Kiening: Wir betrachten es als eine neuere Entwicklung, dass unsere Kultur sehr stark visuell geprägt ist – dass wir viel stärker auf Bilder reagieren als auf Texte. Man spricht deshalb davon, dass das Gutenberg-Zeitalter an sein Ende gekommen sei. Aber schon die Kultur des Mittelalters war nicht rein schriftbezogen, sondern im Gegenteil sehr bildhaft. Handschriften waren mit Bildern versehen, die Kirchenwände auch. Die Menschen waren permanent von Bildern umgeben. Das Konkurrenzverhältnis von Bild und Schrift wurde erst später konstruiert. Der historisch geschärfte Blick entdeckt so keine geradlinige Entwicklung von einem Medium zum anderen, sondern Wellenbewegungen, Dominanzveränderungen, Komplexitätssteigerungen. 

Im Anschluss an den Nationalen Forschungsschwerpunkt «Mediality» haben Sie nun mit Kollegen verschiedener Fächer zusammen das Zentrum für Historische Mediologie an der UZH gegründet. Worum geht es? 

Kiening: Es ist nicht schlecht, dass wissenschaftliche Grossprojekte wie ein Nationaler Forschungsschwerpunkt ihre beschränkte Dauer haben. Wichtig ist aber, dass ihre Impulse nicht verpuffen. Das interdisziplinär organisierte Zentrum, das von einem international besetzten Board begleitet wird, gibt die Möglichkeit, thematisch für Kontinuität zu sorgen. Zugleich kann man neue Wege gehen und neue Themen ins Auge fassen. Die finanzielle Situation ist allerdings nicht mehr vergleichbar, entsprechend müssen wir jetzt kleinere Brötchen backen. 

Was ist konkret geplant?

Kiening: Geplant sind regelmässige Vorträge, Workshops und Tagungen. Es wird drittmittelgeförderte Forschungsprojekte geben, die sich mit bestimmten Themen – etwa Medialität und Zeitlichkeit – beschäftigen. Auch werden öffentlichkeitswirksame Aktivitäten stattfinden – etwa die Weiterentwicklung des Podcasts «Stadtwandelung». Und wir haben den Blog«medioscope»lanciert.

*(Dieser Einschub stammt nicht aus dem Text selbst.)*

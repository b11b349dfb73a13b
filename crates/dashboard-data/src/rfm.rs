//! RFM (recency, frequency, monetary) segmentation.

use std::collections::{BTreeMap, HashSet};

use chrono::NaiveDateTime;
use dashboard_core::models::{RfmMetric, RfmSummary};
use dashboard_core::time_utils::whole_days_between;
use tracing::debug;

use crate::table::OrderTable;

#[derive(Default)]
struct CustomerAccumulator<'a> {
    latest_delivery: Option<NaiveDateTime>,
    order_ids: HashSet<&'a str>,
    monetary: f64,
}

/// One [`RfmSummary`] per distinct customer, ordered by `customer_unique_id`.
///
/// Recency is measured from the latest purchase in the whole table to the
/// customer's latest delivery, so it can be negative. Customers without any
/// delivered order get `recency: None`.
pub fn rfm_analysis(table: &OrderTable) -> Vec<RfmSummary> {
    let Some(reference) = table.max_purchase_timestamp() else {
        return Vec::new();
    };

    let mut customers: BTreeMap<&str, CustomerAccumulator<'_>> = BTreeMap::new();
    for record in table.records() {
        let acc = customers
            .entry(record.customer_unique_id.as_str())
            .or_default();

        if let Some(delivered) = record.order_delivered_customer_date {
            acc.latest_delivery = Some(match acc.latest_delivery {
                Some(current) => current.max(delivered),
                None => delivered,
            });
        }
        acc.order_ids.insert(record.order_id.as_str());
        if let Some(price) = record.price {
            acc.monetary += price;
        }
    }

    let rows: Vec<RfmSummary> = customers
        .into_iter()
        .map(|(customer, acc)| RfmSummary {
            customer_unique_id: customer.to_string(),
            recency: acc
                .latest_delivery
                .map(|delivered| whole_days_between(reference, delivered)),
            frequency: acc.order_ids.len(),
            monetary: acc.monetary,
        })
        .collect();

    debug!(
        "RFM computed for {} customers ({} without deliveries)",
        rows.len(),
        rows.iter().filter(|r| r.recency.is_none()).count()
    );
    rows
}

/// The `n` rows with the largest `metric` value, largest first.
///
/// Equal values keep their input order. Rows where the metric is undefined
/// (absent recency) are left out.
pub fn top_customers(rfm: &[RfmSummary], metric: RfmMetric, n: usize) -> Vec<RfmSummary> {
    let mut ranked: Vec<(f64, &RfmSummary)> = rfm
        .iter()
        .filter_map(|row| metric.value(row).map(|v| (v, row)))
        .collect();

    // Stable sort; total_cmp gives NaN a fixed place instead of panicking.
    ranked.sort_by(|a, b| b.0.total_cmp(&a.0));
    ranked.into_iter().take(n).map(|(_, row)| row.clone()).collect()
}

#[cfg(test)]
mod tests {
    use super::*;
    use chrono::NaiveDate;
    use dashboard_core::models::OrderRecord;

    fn day(d: u32) -> NaiveDateTime {
        NaiveDate::from_ymd_opt(2018, 8, d)
            .unwrap()
            .and_hms_opt(12, 0, 0)
            .unwrap()
    }

    fn row(
        customer: &str,
        order_id: &str,
        purchased: u32,
        delivered: Option<u32>,
        price: Option<f64>,
    ) -> OrderRecord {
        OrderRecord {
            order_id: order_id.to_string(),
            customer_unique_id: customer.to_string(),
            customer_state: "SP".to_string(),
            order_status: "delivered".to_string(),
            order_purchase_timestamp: day(purchased),
            order_delivered_customer_date: delivered.map(day),
            price,
            payment_type: "credit_card".to_string(),
        }
    }

    fn summary(customer: &str, recency: Option<i64>, frequency: usize, monetary: f64) -> RfmSummary {
        RfmSummary {
            customer_unique_id: customer.to_string(),
            recency,
            frequency,
            monetary,
        }
    }

    #[test]
    fn test_frequency_counts_distinct_orders_and_monetary_sums_prices() {
        let table = OrderTable::from_records(
            vec![
                row("A", "o1", 1, Some(3), Some(10.0)),
                row("A", "o2", 2, Some(4), Some(20.0)),
                row("A", "o2", 2, Some(4), Some(30.0)),
            ],
            "t",
        );
        let rfm = rfm_analysis(&table);

        assert_eq!(rfm.len(), 1);
        assert_eq!(rfm[0].customer_unique_id, "A");
        assert_eq!(rfm[0].frequency, 2);
        assert!((rfm[0].monetary - 60.0).abs() < 1e-9);
    }

    #[test]
    fn test_one_row_per_distinct_customer() {
        let table = OrderTable::from_records(
            vec![
                row("b", "o1", 1, Some(2), Some(1.0)),
                row("a", "o2", 2, Some(5), Some(1.0)),
                row("c", "o3", 3, None, Some(1.0)),
                row("a", "o4", 4, Some(6), Some(1.0)),
            ],
            "t",
        );
        let rfm = rfm_analysis(&table);

        assert_eq!(rfm.len(), table.distinct_customers());
        let ids: Vec<&str> = rfm.iter().map(|r| r.customer_unique_id.as_str()).collect();
        assert_eq!(ids, vec!["a", "b", "c"]);
    }

    #[test]
    fn test_recency_from_latest_purchase_to_latest_delivery() {
        let table = OrderTable::from_records(
            vec![
                row("a", "o1", 1, Some(5), Some(1.0)),
                row("a", "o2", 3, Some(8), Some(1.0)),
                row("b", "o3", 20, None, Some(1.0)),
            ],
            "t",
        );
        let rfm = rfm_analysis(&table);

        // latest purchase is day 20, a's latest delivery is day 8
        assert_eq!(rfm[0].recency, Some(12));
        assert_eq!(rfm[1].recency, None);
    }

    #[test]
    fn test_recency_can_be_negative() {
        let table = OrderTable::from_records(vec![row("a", "o1", 1, Some(4), Some(1.0))], "t");
        assert_eq!(rfm_analysis(&table)[0].recency, Some(-3));
    }

    #[test]
    fn test_absent_prices_are_skipped() {
        let table = OrderTable::from_records(
            vec![
                row("a", "o1", 1, Some(2), None),
                row("a", "o2", 1, Some(2), Some(4.5)),
            ],
            "t",
        );
        let rfm = rfm_analysis(&table);
        assert!((rfm[0].monetary - 4.5).abs() < 1e-9);
    }

    #[test]
    fn test_empty_table_gives_no_rows() {
        assert!(rfm_analysis(&OrderTable::default()).is_empty());
    }

    #[test]
    fn test_top_customers_descending_and_truncated() {
        let rfm = vec![
            summary("a", Some(1), 1, 10.0),
            summary("b", Some(3), 4, 5.0),
            summary("c", Some(2), 2, 50.0),
            summary("d", Some(9), 1, 20.0),
        ];
        let top: Vec<String> = top_customers(&rfm, RfmMetric::Monetary, 2)
            .into_iter()
            .map(|r| r.customer_unique_id)
            .collect();
        assert_eq!(top, vec!["c", "d"]);
    }

    #[test]
    fn test_top_customers_ties_are_stable() {
        let rfm = vec![
            summary("x", Some(1), 2, 1.0),
            summary("y", Some(1), 3, 1.0),
            summary("z", Some(1), 2, 1.0),
        ];
        let top: Vec<String> = top_customers(&rfm, RfmMetric::Frequency, 5)
            .into_iter()
            .map(|r| r.customer_unique_id)
            .collect();
        assert_eq!(top, vec!["y", "x", "z"]);
    }

    #[test]
    fn test_top_customers_recency_skips_undelivered() {
        let rfm = vec![
            summary("a", None, 1, 1.0),
            summary("b", Some(4), 1, 1.0),
            summary("c", Some(-2), 1, 1.0),
        ];
        let top = top_customers(&rfm, RfmMetric::Recency, 5);
        assert_eq!(top.len(), 2);
        assert_eq!(top[0].customer_unique_id, "b");
        assert_eq!(top[1].customer_unique_id, "c");
    }
}
pub mod charts;
pub mod header;
pub mod menu;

Worum geht es in diesem Blog?

Kiening: Wir wollen aus historisch informierter Perspektive mediale Gegenwartsphänomene beleuchten und an ein breiteres Publikum vermitteln. Das können Phänomene des Alltags sein – Graffitis auf WC-Türen oder Aufschriften auf Oblaten – ebenso wie Fragen der Performanz (beispielsweise Papstinszenierungen), der Ästhetik oder der Anthropologie (etwa das Thema «Schmerz als Geschichtsmedium»), der Museumskultur, des Films oder Theaters. Zum Beispiel, wenn der Faust-Stoff am Opernhaus als Ballett reinszeniert wird. Das ist eine Reflexion wert. Aktuelle Phänomene im historischen Kontext zu betrachten ermöglicht es, das spezifische Knowhow geistes- und kulturwissenschaftlicher Fächer zu nutzen.